People have been decorating with ceramic and clay tile for centuries. It’s a building material as ancient as the clay harvested from the Nile River and as futuristic as the thermal glass used to protect today’s space shuttles. But while tile is as durable as the centuries and as hi-tech as NASA, it’s also beautiful, decorative and can now be as personal as you choose on both wall and floor applications.
Ceramic tiles have a unique place in history. They were the first practical but decorative products to become an everyday part of the home environment. Today, almost every home has some tile and the advent of transferring printing onto earthenware has brought quality, decoration and design to tile.
As early as the 4th century BC, ceramic tiles were used to decorate houses in Egypt. Clay bricks were dried beneath the sun and the first glazes were blue in color as the copper they contained transformed in the heat. According to Robert Wilson of the Ceramic Tile Institute of America, it’s the durability and affordability of tile that made it a popular material.
Clay is found just about everywhere, he said. Since the first tiles were produced, little has changed about the process. Yes, a lot of wealthy people had quite intricate mosaic floors, but clay tiles were readily available for roofs and floors.
The first decorative tiles to appear in Colonial North America were imported from England, after the British reportedly high-jacked the technology from the Dutch. But while tiles were available in the colonies, they were too expensive for utilitarian purposes and where therefore found almost exclusively in the homes of the wealthy.
Today, however, ceramic tiles are used in an almost infinite number of ways throughout the world, and you don’t have to consider yourself wealthy to own them or even to find a tile artist who can easily create unique masterpieces for your home.
At the Savage, Maryland studios of Big Blue Heaven Hand Painted Ceramic Tiles, artist Pamela McNay says business is brisk. This highly skilled decorative tile artist works directly with her customers to create one-of-a-kind tile works to compliment the décor of her customer’s home.
McNay says her work, which is surprisingly affordable, empowers her customers to use tiles to convey any look they want to see in their homes. Instead of the standard factory made designs, custom tiles let the customer use their imagination and come up with something completely original. “I like the process of collaborating with my customers and then coming up with a design that is completely unique for their homes.”
Not just for bathrooms anymore
For the past twenty years we have been in the midst of a renaissance of ceramic arts, involving the enhancement of fired clay surfaces of practically every imaginable description. Tile artists and artisans, most working from their own studios or in small factory settings, produce their own decorative tiles by hand or who create unique relief work, either free-standing or more often for the wall, that serve to bring tile’s beauty throughout our homes.
McNay says her tile works run the gamut. From a design of one or two painted tiles to mark a special event like the birth of a child to murals of over a hundred tiles. “We even frame designs or use tiles to create mirrors that become the focal point of any room,” she said.
Finding the rock of ages
For antique buffs, decorating can also be an adventure. Just ask Charlie Smallbone. He spends most of his time traveling throughout Europe, China, India, Latin America and the Middle East examining tiles reclaimed from temples, chateaux, country houses and Roman courtyards for antique tiles and mosaics.

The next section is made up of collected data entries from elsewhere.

//! Vantage Cache - Namespaced TTL Cache
//!
//! In-memory cache partitioned into independent namespaces. Each namespace
//! has its own TTL, entry limit, byte limit, and counters. Entries expire
//! lazily on read and actively through the sweep task; capacity is kept by
//! evicting the least-recently-accessed entries.

pub mod entry;
pub mod manager;
pub mod namespace;
pub mod report;
pub mod sweep;

pub use entry::{estimate_size, TimedEntry, DEFAULT_ENTRY_SIZE_BYTES};
pub use manager::{CacheManager, SweepReport};
pub use namespace::{CacheNamespace, NamespaceMetrics, NamespaceStore};
pub use report::{
    assess_health, AggregateMetrics, CacheHealthReport, CacheMetricsReport, NamespaceReport,
    OverallMetrics, OverallReport,
};
pub use sweep::{cache_sweep_task, SweepMetrics, SweepSnapshot, MIN_SWEEP_INTERVAL};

Smallbone is the founder of Paris Ceramics, a London-based company which has been instrumental in raising awareness of the beauty, durability and affordability of antique tiles.
“This business gets me into some interesting places visiting different cultures,” said Smallbone, an Englishman whose company has showrooms in the United States and London.
Smallbone has brought back antique flagstones ranging in color from light beige to dark silvery grey from France’s Burgundy region, which, after wine, is known for its hard stone; centuries-old Jerusalem stone from the West Bank; and a white marble floor, comprised of random-sized slabs, from an Andalusian monastery. The antique flooring is acquired from architectural salvagers — and with the blessing of local authorities.
Smallbone said antique tile flooring offers history, as well as the aesthetic beauty of floors that have become smooth with centuries of foot traffic and scrubbings with soap and water.
“Reproductions can look very close to antique tiles,” he said. “But the antique has a color and a texture from years of wear and tear that can’t be replicated completely by machine or by hand.”
Whether your preference for wall or floor tile is old or new, Big Blue Heaven’s McNay says today’s tile artists have taken this ancient technique to a whole new edge. “They’re not just your mother’s decorative tiles any more,” she said.